## Task instructions
Begin with the first line of the entries below and reproduce each line exactly, ending with the line that holds "pub const DEFAULT_GEMINI_MODEL: &str".

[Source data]
◆ ◆ ◆ ◆ ◆

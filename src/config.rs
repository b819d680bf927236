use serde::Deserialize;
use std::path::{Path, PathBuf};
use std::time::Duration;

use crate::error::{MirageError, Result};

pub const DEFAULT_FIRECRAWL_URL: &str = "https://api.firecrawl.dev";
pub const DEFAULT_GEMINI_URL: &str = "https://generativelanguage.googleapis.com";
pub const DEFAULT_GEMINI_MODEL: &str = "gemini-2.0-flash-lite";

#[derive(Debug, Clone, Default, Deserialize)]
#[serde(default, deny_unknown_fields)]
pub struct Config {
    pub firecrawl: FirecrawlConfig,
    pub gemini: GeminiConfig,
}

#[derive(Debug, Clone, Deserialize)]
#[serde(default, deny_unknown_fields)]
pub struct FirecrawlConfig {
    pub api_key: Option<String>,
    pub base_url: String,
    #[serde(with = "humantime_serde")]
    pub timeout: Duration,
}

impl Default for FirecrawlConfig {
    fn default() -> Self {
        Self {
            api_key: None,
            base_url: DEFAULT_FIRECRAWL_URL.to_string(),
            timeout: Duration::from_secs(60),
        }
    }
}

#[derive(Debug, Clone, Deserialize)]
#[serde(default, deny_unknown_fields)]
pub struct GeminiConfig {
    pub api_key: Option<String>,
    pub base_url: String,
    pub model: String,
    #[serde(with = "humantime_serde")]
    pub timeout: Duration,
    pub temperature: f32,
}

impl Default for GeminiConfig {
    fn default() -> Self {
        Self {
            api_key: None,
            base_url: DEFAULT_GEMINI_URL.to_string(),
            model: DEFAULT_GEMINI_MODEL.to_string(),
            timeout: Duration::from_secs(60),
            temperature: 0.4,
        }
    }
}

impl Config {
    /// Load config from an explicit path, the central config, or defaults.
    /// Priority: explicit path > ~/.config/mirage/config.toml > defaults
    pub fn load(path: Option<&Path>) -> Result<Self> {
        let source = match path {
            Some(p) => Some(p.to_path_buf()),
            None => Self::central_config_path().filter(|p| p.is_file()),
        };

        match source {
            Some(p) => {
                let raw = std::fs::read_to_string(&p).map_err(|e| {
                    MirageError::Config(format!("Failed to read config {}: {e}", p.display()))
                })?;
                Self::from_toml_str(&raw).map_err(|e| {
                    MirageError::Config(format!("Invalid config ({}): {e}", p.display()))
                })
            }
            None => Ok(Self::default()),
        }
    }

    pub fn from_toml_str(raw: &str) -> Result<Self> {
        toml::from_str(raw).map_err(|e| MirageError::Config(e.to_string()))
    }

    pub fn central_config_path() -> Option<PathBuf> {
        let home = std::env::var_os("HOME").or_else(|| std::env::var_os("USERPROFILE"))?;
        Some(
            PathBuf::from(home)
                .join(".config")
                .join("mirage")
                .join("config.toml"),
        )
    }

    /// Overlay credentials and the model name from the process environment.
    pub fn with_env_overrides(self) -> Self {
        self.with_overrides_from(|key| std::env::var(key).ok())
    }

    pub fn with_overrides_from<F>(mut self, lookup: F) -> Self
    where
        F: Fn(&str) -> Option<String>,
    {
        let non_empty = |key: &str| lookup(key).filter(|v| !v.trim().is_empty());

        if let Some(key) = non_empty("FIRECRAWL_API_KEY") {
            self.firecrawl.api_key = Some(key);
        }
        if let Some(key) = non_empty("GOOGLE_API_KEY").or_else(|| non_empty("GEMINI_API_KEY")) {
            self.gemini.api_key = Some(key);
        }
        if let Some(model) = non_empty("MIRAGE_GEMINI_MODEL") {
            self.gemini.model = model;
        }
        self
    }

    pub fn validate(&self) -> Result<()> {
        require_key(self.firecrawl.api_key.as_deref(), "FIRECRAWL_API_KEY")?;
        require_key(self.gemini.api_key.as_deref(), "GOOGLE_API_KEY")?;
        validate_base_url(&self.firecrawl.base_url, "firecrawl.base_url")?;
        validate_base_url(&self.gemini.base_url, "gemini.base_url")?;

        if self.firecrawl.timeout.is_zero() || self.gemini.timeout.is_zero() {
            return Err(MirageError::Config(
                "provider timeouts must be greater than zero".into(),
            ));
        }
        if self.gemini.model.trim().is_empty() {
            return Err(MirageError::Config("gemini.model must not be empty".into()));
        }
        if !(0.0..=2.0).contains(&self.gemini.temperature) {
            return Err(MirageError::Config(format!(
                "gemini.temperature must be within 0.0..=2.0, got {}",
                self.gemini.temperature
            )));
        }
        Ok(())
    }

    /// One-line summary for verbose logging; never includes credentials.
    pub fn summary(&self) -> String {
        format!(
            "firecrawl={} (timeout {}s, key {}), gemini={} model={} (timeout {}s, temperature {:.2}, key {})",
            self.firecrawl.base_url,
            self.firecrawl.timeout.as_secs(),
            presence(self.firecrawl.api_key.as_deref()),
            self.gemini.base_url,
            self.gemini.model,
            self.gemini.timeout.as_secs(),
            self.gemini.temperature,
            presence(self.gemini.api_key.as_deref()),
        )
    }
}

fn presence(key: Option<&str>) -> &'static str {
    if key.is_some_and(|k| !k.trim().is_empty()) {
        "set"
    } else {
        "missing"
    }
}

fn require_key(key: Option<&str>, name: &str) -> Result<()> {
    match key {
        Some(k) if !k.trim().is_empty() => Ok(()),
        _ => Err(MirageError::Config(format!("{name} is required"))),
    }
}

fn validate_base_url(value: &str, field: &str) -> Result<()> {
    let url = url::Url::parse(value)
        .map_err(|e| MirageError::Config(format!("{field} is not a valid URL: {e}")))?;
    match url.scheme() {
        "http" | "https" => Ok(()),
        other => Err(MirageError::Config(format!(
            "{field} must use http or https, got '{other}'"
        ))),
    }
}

◆ ◆ ◆ ◆ ◆

## Response to the task
filename src/config.rs
repository b819d680bf927236
use serde::Deserialize;
use std::path::{Path, PathBuf};
use std::time::Duration;

use crate::error::{MirageError, Result};

pub const DEFAULT_FIRECRAWL_URL: &str = "https://api.firecrawl.dev";
pub const DEFAULT_GEMINI_URL: &str = "https://generativelanguage.googleapis.com";
pub const DEFAULT_GEMINI_MODEL: &str = "gemini-2.0-flash-lite";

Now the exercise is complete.